All the images from the third chapter, ‘Somewhere under the Rainbow’ (2016–21) – which is still being developed and of which a selection is currently being shown and published as a preview – are even more multi-layered in terms of their iconography and content, if such a thing were possible. In its most recent work, memymom has added further dimensions and strata of meaning. It moves freely within the space–time of the route it has followed previously by, for instance, creating an image that echoes an earlier one. What’s more, it  opens up the time in which the two have been collaborating – there is work here that focuses on Marilène’s memories from the 1960s – or else each of them separately uses props or locations that refer to Marilène’s ‘back story’. Certain images are flashbacks to plots they developed at an earlier stage, such as The Hitcher (2017), which harks back to Hitch in 1996.

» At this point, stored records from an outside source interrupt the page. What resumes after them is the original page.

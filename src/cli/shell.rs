//! Shell rendering of filesystem commands for `--inspect`.

use duplicate_file_matcher::core::ops::{CommandEmitter, FsCommand};
use std::path::Path;

/// Collects one shell line per command
#[derive(Debug, Default)]
pub struct ShellEmitter {
    pub lines: Vec<String>,
}

impl CommandEmitter for ShellEmitter {
    fn emit(&mut self, command: &FsCommand) {
        self.lines.push(shell_line(command));
    }
}

/// The command as a POSIX shell line
pub fn shell_line(command: &FsCommand) -> String {
    match command {
        FsCommand::SetModified { path, mtime } => format!("touch -d @{} {}", mtime, quote(path)),
        FsCommand::Move { from, to } => format!("mv -n {} {}", quote(from), quote(to)),
        FsCommand::Remove { path } => format!("rm {}", quote(path)),
        FsCommand::CopyOverwrite { from, to } => {
            format!("cp --preserve {} {}", quote(from), quote(to))
        }
    }
}

/// Single-quote a path unless it only holds safe characters
fn quote(path: &Path) -> String {
    let text = path.to_string_lossy();
    let safe = !text.is_empty()
        && text
            .chars()
            .all(|c| c.is_ascii_alphanumeric() || "/._-+,:@%".contains(c));
    if safe {
        text.into_owned()
    } else {
        format!("'{}'", text.replace('\'', r"'\''"))
    }
}
//! File filtering for the scanner.

use std::collections::HashSet;
use std::path::Path;

/// Decides which walked files become records
#[derive(Debug, Clone, Default)]
pub struct SuffixFilter {
    /// Lower-cased extensions to accept; `None` accepts everything
    suffixes: Option<HashSet<String>>,
    include_hidden: bool,
}

impl SuffixFilter {
    /// Accept every regular file except hidden ones
    pub fn new() -> Self {
        Self::default()
    }

    /// Include hidden files (starting with .)
    pub fn with_hidden(mut self, include: bool) -> Self {
        self.include_hidden = include;
        self
    }

    /// Restrict to these extensions. A leading dot and case are ignored.
    pub fn with_suffixes<I, S>(mut self, suffixes: I) -> Self
    where
        I: IntoIterator<Item = S>,
        S: AsRef<str>,
    {
        self.suffixes = Some(
            suffixes
                .into_iter()
                .map(|s| s.as_ref().trim_start_matches('.').to_lowercase())
                .collect(),
        );
        self
    }

    /// Check if a file should be included
    pub fn should_include(&self, path: &Path) -> bool {
        if !self.include_hidden && is_hidden(path) {
            return false;
        }

        match &self.suffixes {
            None => true,
            Some(accepted) => path
                .extension()
                .and_then(|e| e.to_str())
                .map(|ext| accepted.contains(&ext.to_lowercase()))
                .unwrap_or(false),
        }
    }
}

pub(super) fn is_hidden(path: &Path) -> bool {
    path.file_name()
        .and_then(|n| n.to_str())
        .map(|n| n.starts_with('.'))
        .unwrap_or(false)
}

#[cfg(test)]
mod tests {
    use super::*;

    #[test]
    fn accepts_everything_by_default() {
        let filter = SuffixFilter::new();
        assert!(filter.should_include(Path::new("/work/notes.txt")));
        assert!(filter.should_include(Path::new("/work/no_extension")));
    }

    #[test]
    fn excludes_hidden_by_default() {
        let filter = SuffixFilter::new();
        assert!(!filter.should_include(Path::new("/work/.DS_Store")));
        assert!(SuffixFilter::new()
            .with_hidden(true)
            .should_include(Path::new("/work/.DS_Store")));
    }

    #[test]
    fn suffix_restriction_ignores_case_and_dot() {
        let filter = SuffixFilter::new().with_suffixes([".JPG", "mov"]);
        assert!(filter.should_include(Path::new("/work/a.jpg")));
        assert!(filter.should_include(Path::new("/work/b.MOV")));
        assert!(!filter.should_include(Path::new("/work/c.png")));
        assert!(!filter.should_include(Path::new("/work/no_extension")));
    }
}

Today, memymom rightly and implicitly positions its production between other art forms. Ici Tati (2017) the film language of Jacques Tati; La Vérity (2016) is an overt tribute to Jacques-Louis David’s painting The Death of Marat (1793), while Closing in on David (2017) is set at the house of David Lynch, whom memymom explicitly cites as a general source of inspiration. Referring to or drawing on other art works or practices shows first and foremost that memymom has grown aware of the aesthetic, artistic potential of its own work.

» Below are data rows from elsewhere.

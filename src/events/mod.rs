//! # Events Module
//!
//! Event-driven progress reporting for any front-end.
//!
//! ## Design
//! The core emits events through channels, allowing any UI
//! (CLI, GUI, web) to subscribe and display progress.
//!
//! ## Example
//! ```rust,ignore
//! let (sender, receiver) = EventChannel::new();
//!
//! std::thread::spawn(move || {
//!     for event in receiver.iter() {
//!         if let Event::Match(MatchEvent::Progress(p)) = event {
//!             println!("{}/{} work files", p.processed, p.total);
//!         }
//!     }
//! });
//!
//! coordinator.run_with(&work_dir, &original_dir, &mut sink, &mut emitter, &sender)?;
//! ```

mod channel;
mod types;

pub use channel::{null_sender, EventChannel, EventReceiver, EventSender};
pub use types::*;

It comes as no surprise that memymom is able to justify every detail in every photograph. It wouldn’t be appropriate and would take us too far from here to analyse and explain every photograph in ‘Somewhere under the Rainbow’ iconographically. Nor is this crucial to the viewer’s reading of the images. But it is typical of how memymom works to construct an image that is then left entirely to the viewer’s personal interpretation. 

Although anyone viewing the photographs from the third chapter won’t be able to tell from the visual language alone who is playing the character depicted and who is the photographer (assuming it’s not a third person or an automatic shutter), this strand in the two women’s work includes a variety of self-portraits. In hers, in which Lisa has no hand whatsoever, Marilène makes ample use of masks and old-fashioned tapestries, table-mats, and rugs. Lisa’s self-portraits, by contrast, are primarily determined by the spaces in which she shoots them – the genius loci, the attributes, textures, and structures. The viewer is aware only through extra-artistic information that these are self-portraits. It would be just as possible to read them as images produced by mother and daughter as it is to view them as individual works that are by Marilène alone or Lisa alone. The conclusion that follows from this is an obvious one: Marilène Coolens and Lisa De Boeck unfailingly demonstrate in ‘Somewhere under the Rainbow’ that they are working as two equal partners and that their mother–daughter bond has given way to an equally close and unconditional artistic collaboration between two women. Over the past twenty-eight years, memymom have developed into a professional artists’ collective.

Just like the American artist Cindy Sherman (1954) – known for her countless photographic portraits of herself in ever-changing guises (which Sherman insists are not ‘self-portraits’ as such) – memymom uses the camera to achieve a final photographic result that doesn’t necessarily have a lot to do with the camera or the medium of photography. memymom works intuitively and organically, as Sherman does: ‘My way of working is that I don’t know what I’m trying to say until it’s almost done.’ There is no carefully formulated programme. An idea arises, Coolens and De Boeck research it, pick out the necessary props, and set up their shoot. Ideas mature as they are worked on, within their world and within their work. The story of memymom arose in tempore non suspecto and is utterly authentic.

memymom’s images never resolve into total clarity; there will always be something elusive. That’s what keeps us looking and asking ourselves what is really going on between the artists themselves, between mother and daughter, and between their photographic images and us, their viewers.